____ Task material

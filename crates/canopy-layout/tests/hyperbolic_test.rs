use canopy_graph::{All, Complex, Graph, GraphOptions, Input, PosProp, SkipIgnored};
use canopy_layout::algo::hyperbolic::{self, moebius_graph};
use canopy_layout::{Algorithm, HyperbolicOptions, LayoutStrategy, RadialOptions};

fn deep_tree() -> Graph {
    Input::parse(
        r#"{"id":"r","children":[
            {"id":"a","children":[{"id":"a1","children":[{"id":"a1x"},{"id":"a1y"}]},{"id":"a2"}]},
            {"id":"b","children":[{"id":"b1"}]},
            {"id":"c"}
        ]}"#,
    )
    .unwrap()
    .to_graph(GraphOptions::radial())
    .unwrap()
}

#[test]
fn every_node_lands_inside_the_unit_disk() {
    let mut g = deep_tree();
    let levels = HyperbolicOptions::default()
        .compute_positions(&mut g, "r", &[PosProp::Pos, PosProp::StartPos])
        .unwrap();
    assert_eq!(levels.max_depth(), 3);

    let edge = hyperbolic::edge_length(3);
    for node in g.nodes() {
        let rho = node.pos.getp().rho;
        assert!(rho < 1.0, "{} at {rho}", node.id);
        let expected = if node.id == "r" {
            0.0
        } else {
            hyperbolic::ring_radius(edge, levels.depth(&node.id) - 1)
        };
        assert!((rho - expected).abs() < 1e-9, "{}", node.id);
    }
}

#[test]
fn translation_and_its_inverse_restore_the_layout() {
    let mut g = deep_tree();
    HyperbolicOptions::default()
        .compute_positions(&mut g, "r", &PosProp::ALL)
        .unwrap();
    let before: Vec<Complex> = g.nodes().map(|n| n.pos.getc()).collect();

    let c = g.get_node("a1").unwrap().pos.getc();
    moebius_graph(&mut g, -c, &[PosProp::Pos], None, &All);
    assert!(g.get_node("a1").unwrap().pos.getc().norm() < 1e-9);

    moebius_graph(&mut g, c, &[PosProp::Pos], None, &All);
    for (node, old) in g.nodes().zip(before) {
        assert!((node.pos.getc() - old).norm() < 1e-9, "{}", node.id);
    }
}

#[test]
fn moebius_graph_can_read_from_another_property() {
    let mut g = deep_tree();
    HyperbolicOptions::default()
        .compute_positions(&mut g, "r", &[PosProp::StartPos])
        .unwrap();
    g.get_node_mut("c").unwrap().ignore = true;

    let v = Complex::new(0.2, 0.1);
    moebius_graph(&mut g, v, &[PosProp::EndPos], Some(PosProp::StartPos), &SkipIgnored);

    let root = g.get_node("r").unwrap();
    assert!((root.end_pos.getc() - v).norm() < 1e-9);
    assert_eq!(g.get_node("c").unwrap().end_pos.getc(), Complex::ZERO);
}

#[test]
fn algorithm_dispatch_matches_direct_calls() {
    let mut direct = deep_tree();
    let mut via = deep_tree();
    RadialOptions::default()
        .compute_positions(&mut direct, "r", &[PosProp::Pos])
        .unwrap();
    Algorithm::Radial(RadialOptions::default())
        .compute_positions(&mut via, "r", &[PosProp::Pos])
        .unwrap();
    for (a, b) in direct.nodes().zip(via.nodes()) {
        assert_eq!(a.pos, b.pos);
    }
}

________

Your objective →
Return each line from the entries above that includes "Complex".

Result →
use canopy_graph::{All, Complex, Graph, GraphOptions, Input, PosProp, SkipIgnored};
    let before: Vec<Complex> = g.nodes().map(|n| n.pos.getc()).collect();
    let v = Complex::new(0.2, 0.1);
    assert_eq!(g.get_node("c").unwrap().end_pos.getc(), Complex::ZERO);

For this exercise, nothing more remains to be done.